As developers, one of our primary goals is to develop stable, secure and bug-free software that will not deprive us of sleep or new and exciting topics. To accomplish these and other goals, we write unit and integration tests, which alert us to unexpected behavior and ensure that the patterns we test do not lead to errors. Today’s architectures contain many components that can’t all be fully covered with unit and integration tests. Servers and components of whose existence we’re not aware still manage to drag our entire system into the abyss.

You don’t choose the moment, the moment chooses you!
You only choose how prepared you are when it does.
Fire Chief Mike Burtch

Introduction

In recent years, Netflix has been one of the drivers behind Chaos Engineering and has contributed significantly to the growing importance of Chaos Engineering in distributed systems.

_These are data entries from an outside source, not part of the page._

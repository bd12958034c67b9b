//! The demo table.
//!
//! Names and routines are fixed at build time. `DEMOS` is checked by a
//! `const` assertion, so a duplicate or malformed name is a compile error.

use std::collections::BTreeMap;

use lazy_static::lazy_static;

use crate::demos;

/// A demo routine: no arguments, no return value, output on stdout.
pub type Demo = fn();

pub const DEMOS: &[(&str, Demo)] = &[
    // Language
    ("Arrays", demos::arrays::run),
    ("Slices", demos::slices::run),
    ("Maps", demos::maps::run),
    ("Structs", demos::structs::run),
    ("StructEmbedding", demos::embedding::run),
    ("Interfaces", demos::interfaces::run),
    ("Pointers", demos::pointers::run),
    ("TypeConversion", demos::conversion::run),
    ("Closures", demos::closures::run),
    ("Defer", demos::defer::run),
    ("Errors", demos::errors::run),
    ("PanicRecover", demos::panic_recover::run),
    ("Generics", demos::generics::run),
    ("Strings", demos::strings::run),
    ("JSON", demos::json::run),
    // Concurrency
    ("Goroutine", demos::goroutine::run),
    ("Channels", demos::channels::run),
    ("Select", demos::select::run),
    ("Mutex", demos::mutex::run),
    ("SyncMap", demos::sync_map::run),
    ("AsyncTasks", demos::async_tasks::run),
    // Web
    ("Routes", demos::routes::run),
    ("Middleware", demos::middleware::run),
    ("JWTAuth", demos::jwt_auth::run),
    // Data layer
    ("Crud", demos::crud::run),
    ("Preload", demos::preload::run),
];

const _: () = assert!(
    table_is_well_formed(DEMOS),
    "demo names must be unique, non-empty and free of whitespace"
);

const fn same_name(a: &str, b: &str) -> bool {
    let (a, b) = (a.as_bytes(), b.as_bytes());
    if a.len() != b.len() {
        return false;
    }
    let mut i = 0;
    while i < a.len() {
        if a[i] != b[i] {
            return false;
        }
        i += 1;
    }
    true
}

const fn valid_name(name: &str) -> bool {
    let bytes = name.as_bytes();
    if bytes.is_empty() {
        return false;
    }
    let mut i = 0;
    while i < bytes.len() {
        if bytes[i].is_ascii_whitespace() {
            return false;
        }
        i += 1;
    }
    true
}

/// True when every name is valid and no name appears twice.
pub const fn table_is_well_formed(table: &[(&str, Demo)]) -> bool {
    let mut i = 0;
    while i < table.len() {
        if !valid_name(table[i].0) {
            return false;
        }
        let mut j = i + 1;
        while j < table.len() {
            if same_name(table[i].0, table[j].0) {
                return false;
            }
            j += 1;
        }
        i += 1;
    }
    true
}

/// Immutable name -> routine map. Iterates in alphabetical order.
#[derive(Debug, Clone)]
pub struct Registry {
    demos: BTreeMap<&'static str, Demo>,
}

impl Registry {
    /// Builds a registry from a static table.
    ///
    /// # Panics
    ///
    /// Panics if the table has a duplicate, empty or whitespace-containing
    /// name. The global table is verified at compile time instead.
    pub fn from_table(table: &[(&'static str, Demo)]) -> Self {
        assert!(
            table_is_well_formed(table),
            "demo names must be unique, non-empty and free of whitespace"
        );
        Self {
            demos: table.iter().copied().collect(),
        }
    }

    /// Case-sensitive lookup. `None` means "not registered".
    pub fn lookup(&self, name: &str) -> Option<Demo> {
        self.demos.get(name).copied()
    }

    pub fn names(&self) -> impl Iterator<Item = &'static str> + '_ {
        self.demos.keys().copied()
    }

    pub fn len(&self) -> usize {
        self.demos.len()
    }

    pub fn is_empty(&self) -> bool {
        self.demos.is_empty()
    }
}

lazy_static! {
    static ref GLOBAL: Registry = Registry::from_table(DEMOS);
}

/// The process-wide registry built from [`DEMOS`].
pub fn global() -> &'static Registry {
    &GLOBAL
}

Kyle Kingsbury, security researcher, takes a slightly different approach, verifying the promises of manufacturers of distributed databases, queues and other distributed systems. With his tool Jepsen , he probes the behavior of the aforementioned systems and occasionally comes to frightening conclusions. You can find a very impressive talk on this topic on YouTube .

In this article I hope to give you a simple and descriptive introduction to the world of Chaos Engineering. As a neat side-effect, Chaos Engineering will allow you to personally meet all of your colleagues within a short time – whether you want to or not! (But only if you do it wrong.)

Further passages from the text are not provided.